La gran paradoja es que podemos decir que conocemos la esencia divina, y que no la conocemos, y ambas cosas son ciertas. Ya ha sido dicho que la solución no está en suprimir una de las dos afirmaciones. Tampoco en admitir una contradicción: sería admitir el absurdo. En resumidas cuentas, está en decir que sabemos el qué pero no el cómo. Conocemos que una serie de perfecciones son propias de Dios (en términos técnicos, las unidas al ser, no a la condición material de éste; p.ej., se le puede atribuir la bondad o la belleza, pero no la velocidad), por ser el Ser Supremo, causa de los demás seres. Cuando se hace algo se da de lo que se tiene, y por eso lo causado siempre dice algo de la causa. En el caso de Dios, lo causado es el ser, que abarca toda otra perfección. Por eso podemos decir que las criaturas participan del Ser de Dios, con sus perfecciones. Pero sólo conocemos esas perfecciones en las criaturas. Sabemos que en Dios están en grado supremo, pero no tenemos idea de cómo es cualquiera de esas perfecciones.
La misma solución, aunque con matices propios, tiene el problema del mal. Desde siempre el sufrimiento y el mal han sido “piedras de escándalo”: han puesto a las personas crudamente frente al sentido de la vida, y han acercado a los hombres a Dios, o los han alejado de Él.
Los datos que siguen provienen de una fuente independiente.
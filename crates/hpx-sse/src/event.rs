//! The event value shared by the decoder, the event source and the writer.

use std::fmt;

use bytes_utils::Str;

use crate::parse::constants::MESSAGE_STR;

/// A single Server-Sent Event.
///
/// Produced once per dispatch boundary by the decoder and never mutated
/// afterwards. `data` holds every `data` line of the event joined by `\n`.
#[derive(Debug, Clone, PartialEq, Eq, PartialOrd, Ord)]
pub struct ServerSentEvent {
    /// The event type (`"message"` when the stream did not name one).
    pub event_type: Str,
    /// The data payload.
    pub data: Str,
}

impl ServerSentEvent {
    /// Create an event with the given type and payload.
    ///
    /// An empty `event_type` is replaced by `"message"`.
    pub fn new(event_type: impl Into<Str>, data: impl Into<Str>) -> Self {
        let event_type = event_type.into();
        Self {
            event_type: if event_type.is_empty() {
                MESSAGE_STR
            } else {
                event_type
            },
            data: data.into(),
        }
    }

    /// Create a `"message"` event carrying `data`.
    pub fn message(data: impl Into<Str>) -> Self {
        Self {
            event_type: MESSAGE_STR,
            data: data.into(),
        }
    }

    /// Convenience accessor for the event type.
    pub fn event_type(&self) -> &str {
        &self.event_type
    }

    /// Convenience accessor for the data payload.
    pub fn data(&self) -> &str {
        &self.data
    }

    /// Iterate over the individual lines of the payload.
    ///
    /// `\r\n`, `\r` and `\n` all end a line. An empty payload is one empty
    /// line.
    pub fn data_lines(&self) -> impl Iterator<Item = &str> {
        let mut rest = Some(&*self.data);
        std::iter::from_fn(move || {
            let s = rest?;
            match s.find(['\r', '\n']) {
                Some(i) => {
                    let eol = if s[i..].starts_with("\r\n") { 2 } else { 1 };
                    rest = Some(&s[i + eol..]);
                    Some(&s[..i])
                }
                None => {
                    rest = None;
                    Some(s)
                }
            }
        })
    }
}

impl fmt::Display for ServerSentEvent {
    fn fmt(&self, f: &mut fmt::Formatter<'_>) -> fmt::Result {
        write!(f, "{}: {}", self.event_type, self.data)
    }
}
Han creado santos y apóstatas. Pero la única respuesta válida viene de la fe. Los matices propios vienen del hecho de que entra en juego una historia: la historia de la humanidad. Al principio de la creación sí que existía ese mundo sin dolor: el paraíso. Pero el pecado del hombre alteró todo: la muerte, el dolor, el desorden, vinieron como castigo; y vinieron por esa inclinación al pecado que produjo, que hace que los seres humanos se causen daño unos a otros. ¿Y por qué no eliminó Jesucristo todos esos males? Pues no lo quiso hacer porque, uniéndolos a su Obra Redentora, sacó de ellos bienes mayores y una mayor gloria eterna para el hombre al permitirle asociarse a su sufrimiento redentor. Sólo la fe, el sentido trascendente de la vida —la definitiva es la eterna—, y la buena voluntad hacen posible conocer esto, aceptarlo e incluso quererlo. Es uno de los más importantes “secretos” del cristianismo, uno de los pilares de la vida cristiana. Y permite ver, a través de ese sufrimiento —otra vez la paradoja— la inmensa bondad de Dios. Efectivamente, no es católico —ni cristiano— el llamado “deísmo” que piensa en un Dios que se ha desentendido del mundo.